[EXERCISE INPUT]:
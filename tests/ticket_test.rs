//! Integration tests for the ticket lifecycle.

mod support;

use http::StatusCode;

#[tokio::test]
async fn test_create_ticket_defaults() {
    let Some(app) = support::TestApp::try_new().await else {
        eprintln!("skipping: test database unavailable");
        return;
    };

    let (user_id, token) = app
        .user_with_token("Gina", "gina@x.com", "secret1", false)
        .await;

    let response = app
        .request(
            "POST",
            "/api/tickets",
            Some(serde_json::json!({
                "title": "Broken keyboard",
                "description": "Keys are sticky",
            })),
            Some(&token),
        )
        .await;

    assert_eq!(response.status, StatusCode::CREATED);
    let data = &response.body["data"];
    assert!(data["ticket_number"].as_str().unwrap().starts_with("TICKET-"));
    assert_eq!(data["status"], "OPEN");
    assert_eq!(data["priority"], "MEDIUM");
    assert_eq!(data["created_by"].as_i64().unwrap(), user_id);
    assert!(data["resolved_at"].is_null());
    assert!(data["closed_at"].is_null());
}

#[tokio::test]
async fn test_create_accepts_caller_supplied_status() {
    // Creation with an arbitrary initial status is reference behavior,
    // preserved deliberately rather than forcing OPEN.
    let Some(app) = support::TestApp::try_new().await else {
        eprintln!("skipping: test database unavailable");
        return;
    };

    let (_, token) = app
        .user_with_token("Hank", "hank@x.com", "secret1", false)
        .await;

    let response = app
        .request(
            "POST",
            "/api/tickets",
            Some(serde_json::json!({
                "title": "Pre-resolved ticket",
                "description": "Logged after the fact",
                "status": "RESOLVED",
                "priority": "LOW",
            })),
            Some(&token),
        )
        .await;

    assert_eq!(response.status, StatusCode::CREATED);
    assert_eq!(response.body["data"]["status"], "RESOLVED");
    assert_eq!(response.body["data"]["priority"], "LOW");
}

#[tokio::test]
async fn test_get_ticket_and_not_found() {
    let Some(app) = support::TestApp::try_new().await else {
        eprintln!("skipping: test database unavailable");
        return;
    };

    let (_, token) = app
        .user_with_token("Iris", "iris@x.com", "secret1", false)
        .await;
    let ticket_id = app.create_ticket(&token, "Findable ticket").await;

    let response = app
        .request("GET", &format!("/api/tickets/{ticket_id}"), None, Some(&token))
        .await;
    assert_eq!(response.status, StatusCode::OK);
    assert_eq!(response.body["data"]["title"], "Findable ticket");

    let missing = app
        .request("GET", "/api/tickets/999999999", None, Some(&token))
        .await;
    assert_eq!(missing.status, StatusCode::NOT_FOUND);
}

#[tokio::test]
async fn test_any_authenticated_user_can_view_anyones_ticket() {
    let Some(app) = support::TestApp::try_new().await else {
        eprintln!("skipping: test database unavailable");
        return;
    };

    let (_, owner_token) = app
        .user_with_token("Jack", "jack@x.com", "secret1", false)
        .await;
    let (_, other_token) = app
        .user_with_token("Kate", "kate@x.com", "secret1", false)
        .await;

    let ticket_id = app.create_ticket(&owner_token, "Jack's ticket").await;

    // View-by-id is deliberately not ownership-scoped.
    let response = app
        .request(
            "GET",
            &format!("/api/tickets/{ticket_id}"),
            None,
            Some(&other_token),
        )
        .await;
    assert_eq!(response.status, StatusCode::OK);
}

#[tokio::test]
async fn test_status_transitions_stamp_and_keep_history() {
    let Some(app) = support::TestApp::try_new().await else {
        eprintln!("skipping: test database unavailable");
        return;
    };

    let (_, user_token) = app
        .user_with_token("Luke", "luke@x.com", "secret1", false)
        .await;
    let (_, admin_token) = app
        .user_with_token("Mona", "mona.admin@x.com", "secret1", true)
        .await;

    let ticket_id = app.create_ticket(&user_token, "Lifecycle ticket").await;
    let status_path = format!("/api/tickets/{ticket_id}/status");

    // OPEN -> RESOLVED stamps resolved_at.
    let resolved = app
        .request(
            "PUT",
            &status_path,
            Some(serde_json::json!({"status": "RESOLVED"})),
            Some(&admin_token),
        )
        .await;
    assert_eq!(resolved.status, StatusCode::OK);
    let resolved_at = resolved.body["data"]["resolved_at"].as_str().unwrap().to_string();

    // RESOLVED -> OPEN leaves resolved_at untouched.
    let reopened = app
        .request(
            "PUT",
            &status_path,
            Some(serde_json::json!({"status": "OPEN"})),
            Some(&admin_token),
        )
        .await;
    assert_eq!(reopened.status, StatusCode::OK);
    assert_eq!(
        reopened.body["data"]["resolved_at"].as_str().unwrap(),
        resolved_at,
        "re-opening must not clear or change resolved_at"
    );
}

#[tokio::test]
async fn test_reclosing_updates_closed_at_to_latest() {
    let Some(app) = support::TestApp::try_new().await else {
        eprintln!("skipping: test database unavailable");
        return;
    };

    let (_, admin_token) = app
        .user_with_token("Nora", "nora.admin@x.com", "secret1", true)
        .await;

    let ticket_id = app.create_ticket(&admin_token, "Re-closed ticket").await;
    let status_path = format!("/api/tickets/{ticket_id}/status");

    let first = app
        .request(
            "PUT",
            &status_path,
            Some(serde_json::json!({"status": "CLOSED"})),
            Some(&admin_token),
        )
        .await;
    let first_closed_at = first.body["data"]["closed_at"].as_str().unwrap().to_string();

    tokio::time::sleep(std::time::Duration::from_millis(50)).await;

    app.request(
        "PUT",
        &status_path,
        Some(serde_json::json!({"status": "OPEN"})),
        Some(&admin_token),
    )
    .await;

    let second = app
        .request(
            "PUT",
            &status_path,
            Some(serde_json::json!({"status": "CLOSED"})),
            Some(&admin_token),
        )
        .await;
    let second_closed_at = second.body["data"]["closed_at"].as_str().unwrap().to_string();

    let first_ts = chrono::DateTime::parse_from_rfc3339(&first_closed_at).unwrap();
    let second_ts = chrono::DateTime::parse_from_rfc3339(&second_closed_at).unwrap();
    assert!(
        second_ts > first_ts,
        "closed_at reflects the most recent CLOSED transition"
    );
}

#[tokio::test]
async fn test_content_edit_cannot_change_status() {
    let Some(app) = support::TestApp::try_new().await else {
        eprintln!("skipping: test database unavailable");
        return;
    };

    let (_, token) = app
        .user_with_token("Omar", "omar@x.com", "secret1", false)
        .await;
    let ticket_id = app.create_ticket(&token, "Content-only edit").await;

    // A status field on the content endpoint is ignored; status moves only
    // through the admin status endpoint.
    let response = app
        .request(
            "PUT",
            &format!("/api/tickets/{ticket_id}"),
            Some(serde_json::json!({
                "title": "Renamed",
                "status": "CLOSED",
            })),
            Some(&token),
        )
        .await;

    assert_eq!(response.status, StatusCode::OK);
    assert_eq!(response.body["data"]["title"], "Renamed");
    assert_eq!(response.body["data"]["status"], "OPEN");
}

#[tokio::test]
async fn test_content_edit_keeps_absent_fields() {
    let Some(app) = support::TestApp::try_new().await else {
        eprintln!("skipping: test database unavailable");
        return;
    };

    let (_, token) = app
        .user_with_token("Pia", "pia@x.com", "secret1", false)
        .await;
    let ticket_id = app.create_ticket(&token, "Partial edit").await;

    let response = app
        .request(
            "PUT",
            &format!("/api/tickets/{ticket_id}"),
            Some(serde_json::json!({
                "priority": "URGENT",
            })),
            Some(&token),
        )
        .await;

    assert_eq!(response.status, StatusCode::OK);
    assert_eq!(response.body["data"]["priority"], "URGENT");
    assert_eq!(response.body["data"]["title"], "Partial edit");
    assert_eq!(
        response.body["data"]["description"],
        "created by integration test"
    );
}

#[tokio::test]
async fn test_delete_ticket() {
    let Some(app) = support::TestApp::try_new().await else {
        eprintln!("skipping: test database unavailable");
        return;
    };

    let (_, token) = app
        .user_with_token("Quin", "quin@x.com", "secret1", false)
        .await;
    let ticket_id = app.create_ticket(&token, "Doomed ticket").await;

    let response = app
        .request(
            "DELETE",
            &format!("/api/tickets/{ticket_id}"),
            None,
            Some(&token),
        )
        .await;
    assert_eq!(response.status, StatusCode::OK);

    let gone = app
        .request("GET", &format!("/api/tickets/{ticket_id}"), None, Some(&token))
        .await;
    assert_eq!(gone.status, StatusCode::NOT_FOUND);
}

#[tokio::test]
async fn test_my_tickets_is_scoped_to_caller() {
    let Some(app) = support::TestApp::try_new().await else {
        eprintln!("skipping: test database unavailable");
        return;
    };

    let (mine_id, my_token) = app
        .user_with_token("Rita", "rita@x.com", "secret1", false)
        .await;
    let (_, other_token) = app
        .user_with_token("Saul", "saul@x.com", "secret1", false)
        .await;

    app.create_ticket(&my_token, "Rita's ticket").await;
    app.create_ticket(&other_token, "Saul's ticket").await;

    let response = app
        .request("GET", "/api/tickets/my-tickets", None, Some(&my_token))
        .await;
    assert_eq!(response.status, StatusCode::OK);

    let items = response.body["data"]["items"].as_array().unwrap();
    assert!(!items.is_empty());
    assert!(
        items
            .iter()
            .all(|t| t["created_by"].as_i64().unwrap() == mine_id)
    );
}
//! Ticket priority enumeration.

use serde::{Deserialize, Serialize};
use std::fmt;

/// Priority levels for tickets.
#[derive(Debug, Clone, Copy, PartialEq, Eq, Hash, Serialize, Deserialize, sqlx::Type)]
#[sqlx(type_name = "ticket_priority", rename_all = "SCREAMING_SNAKE_CASE")]
#[serde(rename_all = "SCREAMING_SNAKE_CASE")]
pub enum TicketPriority {
    /// Can wait.
    Low,
    /// Default priority.
    Medium,
    /// Should be handled soon.
    High,
    /// Drop everything.
    Urgent,
}

impl fmt::Display for TicketPriority {
    fn fmt(&self, f: &mut fmt::Formatter<'_>) -> fmt::Result {
        let s = match self {
            Self::Low => "LOW",
            Self::Medium => "MEDIUM",
            Self::High => "HIGH",
            Self::Urgent => "URGENT",
        };
        write!(f, "{s}")
    }
}
//! Ticket status enumeration.

use serde::{Deserialize, Serialize};
use std::fmt;

/// Lifecycle states of a ticket.
///
/// No transition between states is forbidden; `CLOSED` tickets may be
/// re-opened. Entering `RESOLVED` or `CLOSED` stamps a historical
/// timestamp on the ticket (see the lifecycle engine).
#[derive(Debug, Clone, Copy, PartialEq, Eq, Hash, Serialize, Deserialize, sqlx::Type)]
#[sqlx(type_name = "ticket_status", rename_all = "SCREAMING_SNAKE_CASE")]
#[serde(rename_all = "SCREAMING_SNAKE_CASE")]
pub enum TicketStatus {
    /// Newly created, awaiting triage.
    Open,
    /// Being actively worked on.
    InProgress,
    /// Work finished, awaiting confirmation.
    Resolved,
    /// Confirmed done (or abandoned).
    Closed,
}

impl TicketStatus {
    /// Return the status as its wire/database representation.
    pub fn as_str(&self) -> &'static str {
        match self {
            Self::Open => "OPEN",
            Self::InProgress => "IN_PROGRESS",
            Self::Resolved => "RESOLVED",
            Self::Closed => "CLOSED",
        }
    }
}

impl fmt::Display for TicketStatus {
    fn fmt(&self, f: &mut fmt::Formatter<'_>) -> fmt::Result {
        write!(f, "{}", self.as_str())
    }
}

#[cfg(test)]
mod tests {
    use super::*;

    #[test]
    fn test_serde_uses_screaming_snake_case() {
        let json = serde_json::to_string(&TicketStatus::InProgress).unwrap();
        assert_eq!(json, "\"IN_PROGRESS\"");
        let parsed: TicketStatus = serde_json::from_str("\"CLOSED\"").unwrap();
        assert_eq!(parsed, TicketStatus::Closed);
    }

    #[test]
    fn test_unknown_status_is_rejected() {
        assert!(serde_json::from_str::<TicketStatus>("\"ARCHIVED\"").is_err());
    }
}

[BRIEF]:
Scan the entries above and work out how many lines include the word "tests"; the reply is that number alone.

[RESPONSE]:
3